The practical challenges are substantial. Scaling from 200,000 to 500,000 birds requires not just infrastructure but reliable feed supply chains, veterinary services, market access, and technical support for graduates who’ve never raised chickens commercially. The NSS is entering livestock rearing and maize production alongside poultry, which multiplies coordination complexity.
There’s also the question of what happens to these 50,000 young entrepreneurs after their national service year ends. Do they continue operating independently? Do they form cooperatives? Does the NSS maintain support relationships, or are they cut loose to sink or swim? Those details determine whether this creates lasting impact or just temporary activity that fizzles when participants move on.
Seddoh’s confidence suggests the NSS has thought through these challenges, though public details on implementation specifics remain limited. What’s clear is that the scheme is attempting something considerably more ambitious than traditional placement services.
For graduates facing bleak job prospects, the opportunity to learn agribusiness with subsidized inputs and technical support offers tangible alternatives to unemployment or underemployment in oversaturated sectors.
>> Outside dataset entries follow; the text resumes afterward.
//! Ticket service
//!
//! Validated operator updates plus their side effects: closing appends one
//! `system` message to the durable store, and every change is pushed to the
//! conversation's room as a `ticket_updated` envelope.
//!
//! A close is only persisted once its closure message is stored, and the
//! message's cursor is kept on the ticket. Reopening compares store cursors,
//! never sender clocks.

use std::sync::Arc;
use std::time::Duration;

use time::OffsetDateTime;
use tokio::sync::Mutex;
use tokio_retry::strategy::{jitter, ExponentialBackoff};
use tokio_retry::Retry;
use uuid::Uuid;

use relaydesk_shared::{
    AppendAck, Cursor, DurableStore, Envelope, Message, MessageId, ParticipantId, Role, Ticket,
    TicketId, TicketNote, TicketStatus, TicketUpdate,
};

use super::machine::{self, TicketPatch, Transition};
use super::{TicketError, TicketStore};
use crate::websocket::WebSocketState;

/// Text of the synthetic message appended when a ticket is closed
pub const CLOSED_NOTICE: &str = "This conversation has been closed by an operator.";

/// Longest note accepted
const MAX_NOTE_LEN: usize = 4000;

/// What the projector did with one message
#[derive(Debug, Clone, Copy, PartialEq, Eq)]
pub enum Activity {
    Created,
    Touched,
    Reopened,
}

pub struct TicketService {
    tickets: Arc<dyn TicketStore>,
    store: Arc<dyn DurableStore>,
    ws_state: WebSocketState,
    append_retries: usize,
    /// Serialises read-validate-write cycles on this node
    write_lock: Mutex<()>,
}

impl TicketService {
    pub fn new(
        tickets: Arc<dyn TicketStore>,
        store: Arc<dyn DurableStore>,
        ws_state: WebSocketState,
        append_retries: usize,
    ) -> Self {
        Self {
            tickets,
            store,
            ws_state,
            append_retries,
            write_lock: Mutex::new(()),
        }
    }

    pub fn tickets(&self) -> &Arc<dyn TicketStore> {
        &self.tickets
    }

    pub async fn list(&self, status: Option<TicketStatus>) -> Result<Vec<Ticket>, TicketError> {
        self.tickets.list(status).await
    }

    pub async fn get(&self, id: TicketId) -> Result<Ticket, TicketError> {
        self.tickets.get(id).await?.ok_or(TicketError::NotFound(id))
    }

    /// Apply an operator request. A request whose target already holds
    /// returns the ticket unchanged.
    pub async fn update(
        &self,
        id: TicketId,
        patch: TicketPatch,
        actor_id: Option<ParticipantId>,
    ) -> Result<Ticket, TicketError> {
        let _guard = self.write_lock.lock().await;
        let ticket = self.get(id).await?;

        let mut change = match machine::apply(&ticket, &patch)? {
            Transition::NoOp => {
                tracing::debug!(ticket_id = %id, "Ticket update is a no-op");
                return Ok(ticket);
            }
            Transition::Changed(change) => change,
        };

        // Nothing is persisted until the closure message is in the store
        let closure = if change.completes() {
            let message = closure_message(&ticket);
            let ack = self.append_closure(&ticket, &message).await?;
            change.closed_at_cursor = Some(ack.cursor);
            Some(message)
        } else {
            None
        };

        let updated = self.tickets.update(id, &change).await?;
        tracing::info!(
            ticket_id = %id,
            actor_id = ?actor_id,
            from = %ticket.status,
            to = %updated.status,
            assigned_operator_id = ?updated.assigned_operator_id,
            "Ticket updated"
        );

        if let Some(message) = closure {
            // Live participants see it now; the store delivers it to everyone else
            self.ws_state
                .rooms
                .broadcast(&updated.conversation_id, Envelope::Message(message))
                .await;
        }
        self.broadcast(&updated).await;
        Ok(updated)
    }

    pub async fn add_note(
        &self,
        id: TicketId,
        text: String,
        author: ParticipantId,
    ) -> Result<Ticket, TicketError> {
        let text = text.trim().to_string();
        if text.is_empty() {
            return Err(TicketError::Validation("note text must not be empty".to_string()));
        }
        if text.len() > MAX_NOTE_LEN {
            return Err(TicketError::Validation(format!(
                "note text exceeds {} characters",
                MAX_NOTE_LEN
            )));
        }

        let ticket = self
            .tickets
            .add_note(
                id,
                TicketNote {
                    text,
                    author,
                    at: OffsetDateTime::now_utc(),
                },
            )
            .await?;
        tracing::debug!(ticket_id = %id, author = %author, "Ticket note added");
        Ok(ticket)
    }

    /// Fold one durable-store message, stored at `cursor`, into the ticket board
    pub async fn record_activity(
        &self,
        message: &Message,
        cursor: Cursor,
    ) -> Result<Activity, TicketError> {
        let _guard = self.write_lock.lock().await;

        let Some(ticket) = self
            .tickets
            .find_by_conversation(&message.conversation_id)
            .await?
        else {
            let ticket = Ticket::open_for(message.conversation_id.clone(), message.created_at)?;
            let ticket = self.tickets.insert(ticket).await?;
            tracing::info!(
                ticket_id = %ticket.ticket_id,
                conversation_id = %ticket.conversation_id,
                "Ticket opened"
            );
            self.broadcast(&ticket).await;
            return Ok(Activity::Created);
        };

        self.tickets.touch(ticket.ticket_id, message.created_at).await?;

        // Replayed history from before the close must not reopen it
        let after_close = ticket
            .closed_at_cursor
            .map_or(true, |closed| cursor > closed);
        if message.sender_role != Role::User || !after_close {
            return Ok(Activity::Touched);
        }

        match machine::reactivate(&ticket) {
            Transition::NoOp => Ok(Activity::Touched),
            Transition::Changed(change) => {
                let reopened = self.tickets.update(ticket.ticket_id, &change).await?;
                tracing::info!(
                    ticket_id = %reopened.ticket_id,
                    conversation_id = %reopened.conversation_id,
                    "Ticket reopened by user activity"
                );
                self.broadcast(&reopened).await;
                Ok(Activity::Reopened)
            }
        }
    }

    async fn append_closure(
        &self,
        ticket: &Ticket,
        message: &Message,
    ) -> Result<AppendAck, TicketError> {
        let strategy = ExponentialBackoff::from_millis(10)
            .max_delay(Duration::from_millis(200))
            .map(jitter)
            .take(self.append_retries);

        let store = Arc::clone(&self.store);
        let ack = Retry::spawn(strategy, || {
            let store = Arc::clone(&store);
            let message = message.clone();
            async move { store.append(&message.conversation_id, &message).await }
        })
        .await
        .map_err(|e| {
            tracing::error!(
                ticket_id = %ticket.ticket_id,
                error = %e,
                "Failed to append closure message, ticket left open"
            );
            e
        })?;

        tracing::debug!(
            ticket_id = %ticket.ticket_id,
            message_id = %message.id,
            cursor = %ack.cursor,
            "Closure message appended"
        );
        Ok(ack)
    }

    async fn broadcast(&self, ticket: &Ticket) {
        self.ws_state
            .rooms
            .broadcast(
                &ticket.conversation_id,
                Envelope::TicketUpdated(TicketUpdate {
                    ticket_id: ticket.ticket_id,
                    conversation_id: ticket.conversation_id.clone(),
                    status: ticket.status,
                    assigned_operator_id: ticket.assigned_operator_id,
                    priority: ticket.priority,
                }),
            )
            .await;
    }
}

/// The closure notice for the ticket as it stands before the close. Every
/// attempt at the same close yields the same message id, so a retry after a
/// failed status write replaces the stored notice instead of adding another.
fn closure_message(ticket: &Ticket) -> Message {
    let mut message = Message::system(ticket.conversation_id.clone(), ticket.channel, CLOSED_NOTICE);
    let key = format!("closure:{}", ticket.updated_at.unix_timestamp_nanos());
    message.id = MessageId(Uuid::new_v5(&ticket.ticket_id.0, key.as_bytes()));
    message
}
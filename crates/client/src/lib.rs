//! RelayDesk session client
//!
//! The client side of a live conversation: a connection manager that keeps
//! the transport up, a synchronizer that merges transport and durable-store
//! events into one ordered view, and the [`Session`] that ties them together.

pub mod config;
pub mod connection;
pub mod dedup;
pub mod error;
pub mod presence;
pub mod router;
pub mod session;
pub mod sync;
pub mod transport;

pub use config::{ClientConfig, ConfigError};
pub use connection::{
    ConnectionConfig, ConnectionEvent, ConnectionHandle, ConnectionManager, LifecycleEvent,
    SocketState,
};
pub use dedup::{dedup, identity_of, Delivery, IdentityKey, MergeOutcome, Source, ViewEntry};
pub use error::{ClientError, SendError};
pub use presence::{Presence, PresenceTracker};
pub use session::{Participant, Session, SessionEvent};
pub use sync::Synchronizer;
pub use transport::{ChannelTransport, Transport, TransportLink, WsTransport};

/// Connect a session to the relay at `config.ws_url`
pub async fn connect_ws(
    participant: Participant,
    channel: relaydesk_shared::Channel,
    store: std::sync::Arc<dyn relaydesk_shared::DurableStore>,
    config: &ClientConfig,
) -> Result<(Session, tokio::sync::mpsc::UnboundedReceiver<SessionEvent>), ClientError> {
    let transport = std::sync::Arc::new(WsTransport::new(config.ws_url.clone()));
    let manager = ConnectionManager::new(transport, config.connection.clone());
    Session::open(participant, channel, manager, store, config).await
}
For Ghana’s economy, success could mean reduced import bills, stronger currency, and a generation of agricultural entrepreneurs.
The test comes in execution. Whether the NSS can sustain momentum, navigate private sector concerns, maintain quality standards, and actually transition participants into viable businesses will determine if this represents genuine transformation or just another well-intentioned programme that looks better on paper than in practice.
Eight months of rapid scaling suggests serious commitment. Whether that commitment translates into the food security and employment outcomes Seddoh envisions remains Ghana’s experiment to watch closely.